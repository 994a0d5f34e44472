//! radare2 driver: subprocess pipe and JSON response parsing

use crate::disassembler::{
    BinaryInfo, Disassembler, DisassemblerError, FunctionEntry, Statement,
};
use fnv::FnvHashMap;
use serde::Deserialize;
use std::io::{BufRead, BufReader, Write};
use std::path::{Path, PathBuf};
use std::process::{Child, ChildStdin, ChildStdout, Command, Stdio};
use tracing::{debug, warn};

/// Pipe to a radare2 child process
///
/// The child is started with `-q0`: commands go to its stdin terminated by
/// a newline, responses come back on stdout terminated by a NUL byte. The
/// child is reaped when the pipe is closed or dropped.
pub struct R2Pipe {
    executable: PathBuf,
    child: Option<Child>,
    stdin: Option<ChildStdin>,
    stdout: Option<BufReader<ChildStdout>>,
}

impl R2Pipe {
    pub fn new() -> R2Pipe {
        R2Pipe::with_executable("r2")
    }

    pub fn with_executable(executable: impl Into<PathBuf>) -> R2Pipe {
        R2Pipe {
            executable: executable.into(),
            child: None,
            stdin: None,
            stdout: None,
        }
    }

    pub fn executable(&self) -> &Path {
        &self.executable
    }

    /// Launches the child on `binary`; a previously opened child is closed
    /// first.
    pub fn open(&mut self, binary: &Path) -> Result<(), DisassemblerError> {
        if self.child.is_some() {
            self.close();
        }
        let mut child = Command::new(&self.executable)
            .arg("-q0")
            .arg(binary)
            .stdin(Stdio::piped())
            .stdout(Stdio::piped())
            .stderr(Stdio::null())
            .spawn()
            .map_err(|_| DisassemblerError::MissingExecutable(self.executable.clone()))?;
        let stdin = child.stdin.take().ok_or(DisassemblerError::PipeClosed)?;
        let stdout = child.stdout.take().ok_or(DisassemblerError::PipeClosed)?;
        let mut reader = BufReader::new(stdout);
        // radare2 emits one NUL once the file is loaded
        read_response(&mut reader)?;
        self.child = Some(child);
        self.stdin = Some(stdin);
        self.stdout = Some(reader);
        Ok(())
    }

    /// Sends one command and returns its full response.
    pub fn exec(&mut self, command: &str) -> Result<String, DisassemblerError> {
        debug!(command, "radare2 command");
        let stdin = self.stdin.as_mut().ok_or(DisassemblerError::PipeClosed)?;
        stdin.write_all(command.as_bytes())?;
        stdin.write_all(b"\n")?;
        stdin.flush()?;
        let stdout = self.stdout.as_mut().ok_or(DisassemblerError::PipeClosed)?;
        read_response(stdout)
    }

    /// Quits the child and reaps it.
    pub fn close(&mut self) {
        if let Some(stdin) = self.stdin.as_mut() {
            let _ = stdin.write_all(b"q\n");
            let _ = stdin.flush();
        }
        self.stdin = None;
        self.stdout = None;
        if let Some(mut child) = self.child.take() {
            let _ = child.kill();
            let _ = child.wait();
        }
    }
}

impl Default for R2Pipe {
    fn default() -> R2Pipe {
        R2Pipe::new()
    }
}

impl Drop for R2Pipe {
    fn drop(&mut self) {
        self.close();
    }
}

fn read_response(reader: &mut BufReader<ChildStdout>) -> Result<String, DisassemblerError> {
    let mut buf = Vec::new();
    let read = reader.read_until(0, &mut buf)?;
    if read == 0 {
        return Err(DisassemblerError::PipeClosed);
    }
    if buf.last() == Some(&0) {
        buf.pop();
    }
    Ok(String::from_utf8_lossy(&buf).into_owned())
}

#[derive(Debug, Deserialize)]
struct InfoResponse {
    bin: BinResponse,
}

#[derive(Debug, Deserialize)]
struct BinResponse {
    arch: String,
    endian: String,
    canary: bool,
    stripped: bool,
    bits: u32,
}

#[derive(Debug, Deserialize)]
struct FunctionResponse {
    offset: u64,
    name: String,
}

#[derive(Debug, Deserialize)]
struct DisasmResponse {
    ops: Vec<OpResponse>,
}

#[derive(Debug, Deserialize)]
struct OpResponse {
    offset: u64,
    #[serde(rename = "type")]
    kind: String,
    #[serde(default)]
    disasm: Option<String>,
}

/// Parses the response of the `ij` command.
pub fn parse_info(json: &str) -> Result<BinaryInfo, serde_json::Error> {
    let raw: InfoResponse = serde_json::from_str(json)?;
    Ok(BinaryInfo::new(
        raw.bin.endian == "big",
        raw.bin.canary,
        raw.bin.stripped,
        raw.bin.bits == 64,
        raw.bin.arch,
    ))
}

/// Parses the response of the `aflj` command into an offset-sorted list.
pub fn parse_functions(json: &str) -> Result<Vec<FunctionEntry>, serde_json::Error> {
    let raw: Vec<FunctionResponse> = serde_json::from_str(json)?;
    let mut functions: Vec<FunctionEntry> = raw
        .into_iter()
        .map(|f| FunctionEntry::new(f.offset, f.name))
        .collect();
    functions.sort();
    Ok(functions)
}

/// Parses the response of the `pdfj` command.
///
/// Bytes radare2 could not decode come back typed `invalid`; they are kept
/// as `nop` so offsets stay dense within the function.
pub fn parse_statements(json: &str) -> Result<Vec<Statement>, serde_json::Error> {
    let raw: DisasmResponse = serde_json::from_str(json)?;
    Ok(raw
        .ops
        .into_iter()
        .map(|op| {
            let text = if op.kind == "invalid" {
                "nop"
            } else {
                op.disasm.as_deref().unwrap_or("nop")
            };
            Statement::new(op.offset, text)
        })
        .collect())
}

fn malformed(command: &str, source: serde_json::Error) -> DisassemblerError {
    DisassemblerError::MalformedResponse {
        command: command.to_string(),
        source,
    }
}

/// [`Disassembler`] backed by radare2
pub struct R2Disassembler {
    binary: PathBuf,
    pipe: R2Pipe,
    info: BinaryInfo,
    functions: Vec<FunctionEntry>,
    bodies: FnvHashMap<String, Vec<Statement>>,
}

impl R2Disassembler {
    /// Binds the driver to `binary`, verifying it is readable. Nothing is
    /// launched until [`analyse`](Disassembler::analyse).
    pub fn new(binary: impl Into<PathBuf>) -> Result<R2Disassembler, DisassemblerError> {
        R2Disassembler::with_pipe(binary, R2Pipe::new())
    }

    /// Same as [`new`](R2Disassembler::new) with a non-default radare2
    /// executable.
    pub fn with_executable(
        binary: impl Into<PathBuf>,
        executable: impl Into<PathBuf>,
    ) -> Result<R2Disassembler, DisassemblerError> {
        R2Disassembler::with_pipe(binary, R2Pipe::with_executable(executable))
    }

    fn with_pipe(binary: impl Into<PathBuf>, pipe: R2Pipe) -> Result<R2Disassembler, DisassemblerError> {
        let binary = binary.into();
        if std::fs::File::open(&binary).is_err() {
            return Err(DisassemblerError::UnreadableInput(binary));
        }
        Ok(R2Disassembler {
            binary,
            pipe,
            info: BinaryInfo::default(),
            functions: Vec::new(),
            bodies: FnvHashMap::default(),
        })
    }

    pub fn binary(&self) -> &Path {
        &self.binary
    }
}

impl Disassembler for R2Disassembler {
    fn analyse(&mut self) -> Result<(), DisassemblerError> {
        self.pipe.open(&self.binary)?;

        let raw = self.pipe.exec("ij")?;
        self.info = parse_info(&raw).map_err(|e| malformed("ij", e))?;
        debug!(arch = self.info.arch_name(), "binary information loaded");

        // full analysis pass; required before the function list exists
        self.pipe.exec("aaa")?;
        let raw = self.pipe.exec("aflj")?;
        self.functions = parse_functions(&raw).map_err(|e| malformed("aflj", e))?;

        self.bodies.clear();
        for function in &self.functions {
            let raw = self.pipe.exec(&format!("pdfj @ {}", function.name()))?;
            match parse_statements(&raw) {
                Ok(statements) => {
                    self.bodies.insert(function.name().to_string(), statements);
                }
                Err(err) => {
                    warn!(
                        function = function.name(),
                        error = %err,
                        "skipping function with malformed disassembly"
                    );
                }
            }
        }
        self.pipe.close();
        debug!(functions = self.functions.len(), "analysis complete");
        Ok(())
    }

    fn info(&self) -> &BinaryInfo {
        &self.info
    }

    fn functions(&self) -> &[FunctionEntry] {
        &self.functions
    }

    fn function_statements(&self, name: &str) -> Option<&[Statement]> {
        self.bodies.get(name).map(Vec::as_slice)
    }
}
┄┄┄┄┄┄┄┄┄┄
**Work to complete:** Look through the records above for the string "piped", then copy every line that has it.

**Output of the task:**
            .stdin(Stdio::piped())
            .stdout(Stdio::piped())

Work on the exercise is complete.